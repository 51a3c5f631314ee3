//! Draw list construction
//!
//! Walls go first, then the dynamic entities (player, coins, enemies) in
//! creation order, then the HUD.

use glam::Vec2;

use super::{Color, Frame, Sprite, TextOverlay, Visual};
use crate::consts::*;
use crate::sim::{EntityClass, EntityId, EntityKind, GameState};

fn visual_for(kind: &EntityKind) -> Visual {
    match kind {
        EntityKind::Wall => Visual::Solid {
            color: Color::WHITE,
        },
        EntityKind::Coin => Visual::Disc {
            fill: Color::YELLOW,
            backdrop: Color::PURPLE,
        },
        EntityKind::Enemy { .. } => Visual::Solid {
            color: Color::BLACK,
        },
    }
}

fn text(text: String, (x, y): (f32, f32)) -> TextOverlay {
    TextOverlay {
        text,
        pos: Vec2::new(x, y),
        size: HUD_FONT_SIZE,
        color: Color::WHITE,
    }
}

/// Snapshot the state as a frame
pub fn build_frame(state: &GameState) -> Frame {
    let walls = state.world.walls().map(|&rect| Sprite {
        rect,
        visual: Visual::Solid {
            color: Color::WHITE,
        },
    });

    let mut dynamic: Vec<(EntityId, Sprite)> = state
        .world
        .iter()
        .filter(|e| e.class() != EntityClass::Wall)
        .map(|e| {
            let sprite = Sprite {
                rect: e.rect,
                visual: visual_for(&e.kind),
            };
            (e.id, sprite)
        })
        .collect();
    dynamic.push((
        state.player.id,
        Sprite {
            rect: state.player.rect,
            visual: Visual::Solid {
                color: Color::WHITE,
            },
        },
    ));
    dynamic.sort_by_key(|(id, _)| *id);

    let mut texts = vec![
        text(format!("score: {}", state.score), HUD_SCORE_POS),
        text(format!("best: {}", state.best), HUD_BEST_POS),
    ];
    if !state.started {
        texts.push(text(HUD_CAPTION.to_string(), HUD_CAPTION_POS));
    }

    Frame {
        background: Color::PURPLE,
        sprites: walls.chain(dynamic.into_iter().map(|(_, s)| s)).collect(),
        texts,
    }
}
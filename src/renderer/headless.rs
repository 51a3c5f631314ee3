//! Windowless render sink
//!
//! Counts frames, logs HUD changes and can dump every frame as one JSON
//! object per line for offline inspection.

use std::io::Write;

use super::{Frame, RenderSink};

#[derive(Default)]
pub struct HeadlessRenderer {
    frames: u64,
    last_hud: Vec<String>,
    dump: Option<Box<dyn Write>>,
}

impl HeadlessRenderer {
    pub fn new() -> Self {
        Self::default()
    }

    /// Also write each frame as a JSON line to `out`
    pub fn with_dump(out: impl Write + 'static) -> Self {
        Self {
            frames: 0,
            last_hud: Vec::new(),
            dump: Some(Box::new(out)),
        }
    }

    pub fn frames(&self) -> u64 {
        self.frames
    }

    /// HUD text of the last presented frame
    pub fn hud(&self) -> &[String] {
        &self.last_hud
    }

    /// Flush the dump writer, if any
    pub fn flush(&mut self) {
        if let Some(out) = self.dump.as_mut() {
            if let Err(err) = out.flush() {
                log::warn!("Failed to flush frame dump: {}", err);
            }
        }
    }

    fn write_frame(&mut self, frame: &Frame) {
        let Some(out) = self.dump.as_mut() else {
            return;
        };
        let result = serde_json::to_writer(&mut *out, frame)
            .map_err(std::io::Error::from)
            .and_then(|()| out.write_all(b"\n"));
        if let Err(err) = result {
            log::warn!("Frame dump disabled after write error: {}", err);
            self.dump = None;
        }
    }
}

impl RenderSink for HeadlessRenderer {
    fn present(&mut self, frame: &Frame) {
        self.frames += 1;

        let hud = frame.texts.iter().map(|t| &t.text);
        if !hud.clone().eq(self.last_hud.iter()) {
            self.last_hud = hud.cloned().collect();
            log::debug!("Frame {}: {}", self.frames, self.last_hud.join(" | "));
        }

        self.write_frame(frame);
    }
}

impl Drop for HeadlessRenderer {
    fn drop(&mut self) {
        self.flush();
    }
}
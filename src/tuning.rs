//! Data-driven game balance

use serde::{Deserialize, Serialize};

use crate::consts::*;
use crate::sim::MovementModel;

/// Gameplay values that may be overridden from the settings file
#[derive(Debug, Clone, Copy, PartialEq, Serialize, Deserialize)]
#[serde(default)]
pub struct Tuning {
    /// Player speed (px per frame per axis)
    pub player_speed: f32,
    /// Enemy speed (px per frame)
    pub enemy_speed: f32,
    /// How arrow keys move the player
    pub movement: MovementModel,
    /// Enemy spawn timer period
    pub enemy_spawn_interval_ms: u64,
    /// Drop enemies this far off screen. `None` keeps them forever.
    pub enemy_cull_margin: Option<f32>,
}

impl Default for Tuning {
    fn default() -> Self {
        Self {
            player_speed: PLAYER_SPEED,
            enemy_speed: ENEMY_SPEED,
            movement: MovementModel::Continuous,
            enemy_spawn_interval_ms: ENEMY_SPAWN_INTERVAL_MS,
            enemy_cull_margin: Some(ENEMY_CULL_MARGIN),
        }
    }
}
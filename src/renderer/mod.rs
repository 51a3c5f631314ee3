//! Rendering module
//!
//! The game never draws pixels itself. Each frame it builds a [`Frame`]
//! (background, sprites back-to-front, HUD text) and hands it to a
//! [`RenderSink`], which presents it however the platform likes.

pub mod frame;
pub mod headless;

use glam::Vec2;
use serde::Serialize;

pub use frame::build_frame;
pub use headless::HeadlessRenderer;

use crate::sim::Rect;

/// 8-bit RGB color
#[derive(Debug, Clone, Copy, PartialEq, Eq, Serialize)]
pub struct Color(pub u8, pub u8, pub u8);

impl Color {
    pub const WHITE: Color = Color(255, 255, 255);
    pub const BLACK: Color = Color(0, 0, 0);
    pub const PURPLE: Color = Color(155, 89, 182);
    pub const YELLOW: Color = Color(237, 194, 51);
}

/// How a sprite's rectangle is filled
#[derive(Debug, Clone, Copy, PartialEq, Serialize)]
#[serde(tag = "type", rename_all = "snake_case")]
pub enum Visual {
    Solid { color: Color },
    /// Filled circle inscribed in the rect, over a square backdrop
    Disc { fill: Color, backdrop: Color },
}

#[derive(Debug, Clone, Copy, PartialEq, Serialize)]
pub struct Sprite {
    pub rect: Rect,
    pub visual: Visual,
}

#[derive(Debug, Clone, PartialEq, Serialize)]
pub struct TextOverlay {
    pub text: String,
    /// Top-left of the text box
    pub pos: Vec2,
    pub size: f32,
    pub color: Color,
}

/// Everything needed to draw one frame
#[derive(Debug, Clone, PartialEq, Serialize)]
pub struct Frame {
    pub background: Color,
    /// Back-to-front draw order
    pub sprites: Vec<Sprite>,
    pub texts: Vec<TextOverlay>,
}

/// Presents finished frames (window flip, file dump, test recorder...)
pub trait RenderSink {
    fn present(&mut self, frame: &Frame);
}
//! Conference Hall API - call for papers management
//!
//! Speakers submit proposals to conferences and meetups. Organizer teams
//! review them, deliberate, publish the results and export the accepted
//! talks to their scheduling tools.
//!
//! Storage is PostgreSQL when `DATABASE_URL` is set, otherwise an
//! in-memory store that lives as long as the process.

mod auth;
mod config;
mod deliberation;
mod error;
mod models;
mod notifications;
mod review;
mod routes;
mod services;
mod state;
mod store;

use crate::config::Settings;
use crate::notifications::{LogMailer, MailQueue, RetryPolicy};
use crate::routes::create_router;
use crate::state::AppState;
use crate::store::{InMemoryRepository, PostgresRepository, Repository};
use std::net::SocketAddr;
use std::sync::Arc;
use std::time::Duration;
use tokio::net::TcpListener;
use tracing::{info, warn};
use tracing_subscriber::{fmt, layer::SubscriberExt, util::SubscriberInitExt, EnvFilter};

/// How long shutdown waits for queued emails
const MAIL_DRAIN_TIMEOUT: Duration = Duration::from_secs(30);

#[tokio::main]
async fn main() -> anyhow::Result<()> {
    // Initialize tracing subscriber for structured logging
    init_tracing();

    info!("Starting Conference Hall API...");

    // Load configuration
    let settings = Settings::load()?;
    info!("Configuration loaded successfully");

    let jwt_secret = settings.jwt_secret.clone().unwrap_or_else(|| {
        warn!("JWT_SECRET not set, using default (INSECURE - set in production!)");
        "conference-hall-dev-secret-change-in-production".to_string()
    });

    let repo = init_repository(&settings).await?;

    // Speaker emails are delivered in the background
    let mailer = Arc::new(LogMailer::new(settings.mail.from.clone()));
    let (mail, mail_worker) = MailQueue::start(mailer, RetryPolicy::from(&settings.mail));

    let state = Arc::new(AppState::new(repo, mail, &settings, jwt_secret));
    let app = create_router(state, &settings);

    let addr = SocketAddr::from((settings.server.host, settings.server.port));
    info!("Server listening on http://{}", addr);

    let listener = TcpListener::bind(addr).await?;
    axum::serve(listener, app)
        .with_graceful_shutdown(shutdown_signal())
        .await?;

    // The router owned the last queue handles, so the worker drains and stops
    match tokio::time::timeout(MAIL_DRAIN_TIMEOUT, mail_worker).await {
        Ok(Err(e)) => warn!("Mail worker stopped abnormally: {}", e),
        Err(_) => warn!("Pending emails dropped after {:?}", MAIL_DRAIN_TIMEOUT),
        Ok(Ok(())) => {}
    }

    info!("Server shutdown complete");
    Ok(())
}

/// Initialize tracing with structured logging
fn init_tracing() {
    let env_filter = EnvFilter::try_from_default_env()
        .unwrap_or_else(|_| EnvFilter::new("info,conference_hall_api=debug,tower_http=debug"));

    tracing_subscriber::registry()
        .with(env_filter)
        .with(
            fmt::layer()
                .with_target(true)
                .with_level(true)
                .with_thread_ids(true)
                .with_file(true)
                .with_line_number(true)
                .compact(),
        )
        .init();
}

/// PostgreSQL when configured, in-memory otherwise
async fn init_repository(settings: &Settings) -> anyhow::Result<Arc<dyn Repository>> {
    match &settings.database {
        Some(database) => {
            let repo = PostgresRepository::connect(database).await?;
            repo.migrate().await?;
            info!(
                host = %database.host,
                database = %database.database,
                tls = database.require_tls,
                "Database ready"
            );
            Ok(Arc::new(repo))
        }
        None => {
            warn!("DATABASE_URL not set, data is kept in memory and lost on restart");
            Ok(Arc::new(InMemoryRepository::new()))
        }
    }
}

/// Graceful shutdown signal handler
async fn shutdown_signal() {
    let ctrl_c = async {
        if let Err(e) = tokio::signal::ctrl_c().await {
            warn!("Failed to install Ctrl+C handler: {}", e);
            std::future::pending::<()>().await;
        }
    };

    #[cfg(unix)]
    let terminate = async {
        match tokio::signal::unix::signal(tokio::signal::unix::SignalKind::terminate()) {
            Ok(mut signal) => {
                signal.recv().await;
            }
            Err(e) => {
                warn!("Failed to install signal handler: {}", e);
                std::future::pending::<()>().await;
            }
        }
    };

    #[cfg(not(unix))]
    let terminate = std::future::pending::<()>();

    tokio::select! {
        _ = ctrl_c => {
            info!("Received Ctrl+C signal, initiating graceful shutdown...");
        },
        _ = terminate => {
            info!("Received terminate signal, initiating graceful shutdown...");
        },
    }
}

○ ○ ○ ○ ○ ○ ○

In which lines of the material above does the string "Deserialize" occur? Copy them all.

use serde::{Deserialize, Serialize};
#[derive(Debug, Clone, Copy, PartialEq, Serialize, Deserialize)]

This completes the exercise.